Friday, August 15, 2008

Bourque: “I always had a great relationship with the fans. It was all about respect.”





Ray Bourque is on the first day of the annual Jimmy Fund telethon (donate! They want to raise $4 million over the next two days.) right now, in a roundtable with the Celtics’ Glen “Big Baby” Davis and the Red Sox’ Curt Schilling (who says he’s heavily leaning toward retirement), and he was just asked a question about the support he got from Boston fans after he got traded to Colorado.

The above quote was part of his response. Now here’s something I have to say about that, because this is my blog and I get to bitch about things if I want to.

That’s one of the things I’ve always greatly disliked about that whole situation, and subsequently the dishonesty put forth by Bourque on this subject. A guy requests a trade out of town because he wants to win a Stanley Cup, which is understandable. But then his long-time team’s fans cheer for him over their home team despite the fact that he basically sold the team and city out.

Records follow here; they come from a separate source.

use crate::domain::SadResult;
use crate::modules::twiss::{ColumnValues, TwissTable};
use serde::{Deserialize, Serialize};
use std::collections::BTreeMap;

#[derive(Debug, Clone, Copy, PartialEq, Eq, Serialize, Deserialize)]
#[serde(rename_all = "lowercase")]
pub enum EdgeSide {
    Entry,
    Exit,
}

impl EdgeSide {
    pub const fn swapped(self) -> Self {
        match self {
            Self::Entry => Self::Exit,
            Self::Exit => Self::Entry,
        }
    }
}

/// Thick and thin elements in the xtrack dictionary layout, tagged by
/// `__class__`. `SRotation::angle` is in degrees.
#[derive(Debug, Clone, PartialEq, Serialize, Deserialize)]
#[serde(tag = "__class__")]
pub enum LineElement {
    Drift {
        length: f64,
    },
    Marker,
    Bend {
        k0: f64,
        h: f64,
        length: f64,
    },
    DipoleEdge {
        k: f64,
        e1: f64,
        hgap: f64,
        fint: f64,
        side: EdgeSide,
    },
    Quadrupole {
        length: f64,
        k1: f64,
    },
    SRotation {
        angle: f64,
    },
}

impl LineElement {
    pub const fn class_name(&self) -> &'static str {
        match self {
            Self::Drift { .. } => "Drift",
            Self::Marker => "Marker",
            Self::Bend { .. } => "Bend",
            Self::DipoleEdge { .. } => "DipoleEdge",
            Self::Quadrupole { .. } => "Quadrupole",
            Self::SRotation { .. } => "SRotation",
        }
    }

    pub const fn length(&self) -> f64 {
        match self {
            Self::Drift { length } | Self::Bend { length, .. } | Self::Quadrupole { length, .. } => {
                *length
            }
            Self::Marker | Self::DipoleEdge { .. } | Self::SRotation { .. } => 0.0,
        }
    }

    /// The element as seen when its group is traversed backwards. Rotations
    /// flip sign and edges change side; curvature flips only on request.
    pub fn reversed(&self, negate_curvature: bool) -> Self {
        let sign = if negate_curvature { -1.0 } else { 1.0 };
        match self {
            Self::SRotation { angle } => Self::SRotation { angle: -angle },
            Self::DipoleEdge {
                k,
                e1,
                hgap,
                fint,
                side,
            } => Self::DipoleEdge {
                k: sign * k,
                e1: sign * e1,
                hgap: *hgap,
                fint: *fint,
                side: side.swapped(),
            },
            Self::Bend { k0, h, length } => Self::Bend {
                k0: sign * k0,
                h: sign * h,
                length: *length,
            },
            other => other.clone(),
        }
    }
}

/// A converted SAD element: one xtrack element or an ordered group of them.
#[derive(Debug, Clone, PartialEq)]
pub enum ConvertedElement {
    Single(LineElement),
    Group(Vec<LineElement>),
}

impl ConvertedElement {
    /// Groups of one collapse to a single element.
    pub fn from_parts(mut parts: Vec<LineElement>) -> Self {
        if parts.len() == 1 {
            if let Some(element) = parts.pop() {
                return Self::Single(element);
            }
        }
        Self::Group(parts)
    }

    pub fn parts(&self) -> &[LineElement] {
        match self {
            Self::Single(element) => std::slice::from_ref(element),
            Self::Group(parts) => parts,
        }
    }

    pub fn reversed(&self, negate_curvature: bool) -> Self {
        match self {
            Self::Single(element) => Self::Single(element.reversed(negate_curvature)),
            Self::Group(parts) => Self::Group(
                parts
                    .iter()
                    .rev()
                    .map(|element| element.reversed(negate_curvature))
                    .collect(),
            ),
        }
    }
}

#[derive(Debug, Clone, Copy, PartialEq, Serialize, Deserialize)]
pub struct ParticleRef {
    pub p0c: f64,
    pub mass0: f64,
}

/// Built line in the layout `xtrack.Line.from_dict` reads.
#[derive(Debug, Clone, PartialEq, Serialize, Deserialize)]
pub struct Line {
    pub element_names: Vec<String>,
    pub elements: BTreeMap<String, LineElement>,
    pub particle_ref: ParticleRef,
}

impl Line {
    pub fn len(&self) -> usize {
        self.element_names.len()
    }

    pub fn is_empty(&self) -> bool {
        self.element_names.is_empty()
    }

    /// Elements in beamline order. Names without an element entry are
    /// skipped; the builder never produces them.
    pub fn iter(&self) -> impl Iterator<Item = (&str, &LineElement)> {
        self.element_names.iter().filter_map(|name| {
            self.elements
                .get(name)
                .map(|element| (name.as_str(), element))
        })
    }

    pub fn total_length(&self) -> f64 {
        self.iter().map(|(_, element)| element.length()).sum()
    }

    /// Columns `name`, `element_type`, `s` (at entry) and `length`.
    pub fn table(&self) -> SadResult<TwissTable> {
        let mut names = Vec::with_capacity(self.len());
        let mut classes = Vec::with_capacity(self.len());
        let mut positions = Vec::with_capacity(self.len());
        let mut lengths = Vec::with_capacity(self.len());

        let mut s = 0.0;
        for (name, element) in self.iter() {
            names.push(name.to_string());
            classes.push(element.class_name().to_string());
            positions.push(s);
            lengths.push(element.length());
            s += element.length();
        }

        let mut table = TwissTable::new();
        table.push_column("name", ColumnValues::Text(names))?;
        table.push_column("element_type", ColumnValues::Text(classes))?;
        table.push_column("s", ColumnValues::Numeric(positions))?;
        table.push_column("length", ColumnValues::Numeric(lengths))?;
        Ok(table)
    }
}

Look, he was obviously never going to win in Boston, but he requested a trade out of town. Ray Bourque is obviously an iconic Bruin and one of the sport’s all-time greats but the Hub’s fans are total suckers for buying into this myth that he deserved better. If you’re going to claim you’re a Boston guy first and foremost, you don’t beg out of the city to play with a better team. It’s really that simple.

Even if he had let his contract expire and signed with a team, it would be totally different than asking for a trade. Did getting Brian Rolston, Sami Pahlsson and Martin Grenier plus the first-round pick that eventually became Martin Samuelsson help the Bruins? Kind of. Rolston scored 90-something goals in Boston over four seasons. Better than nothing, I guess.

If a beloved captain who played with the team his whole career and became an all-time great like Jarome Iginla asks to be traded out of Calgary so he can win a Cup, that’s his prerogative. But if he came waltzing back into Calgary with that Cup after a year and a half out of town, only a city full of fools would give him a parade. Boston did it.

I’ll never understand why Boston fans don’t feel hard done by over this. It just seems ridiculous. The way other beloved guys like Manny Ramirez or Antoine Walker were run out of town is in many ways regrettable, as an entire fanbase turned on them because of the way the front office handled the situation with the media. Quite the opposite with the Bruins and Bourque, though a lot of that probably has to do with the way Bruins ownership is perceived in Boston.

Bruins fans have a lot to gripe about in the team’s history, like the trade that sent Bobby Orr to Chicago or the nickel-and-diming Jeremy Jacobs is perceived to have done with the team from the mid-90s until the lockout, but the fact that this isn’t among them is baffling. It’s perfectly okay to love Ray Bourque and all he did for the team and the community, but if anyone else had done what he did, words like “traitor” would be thrown around liberally.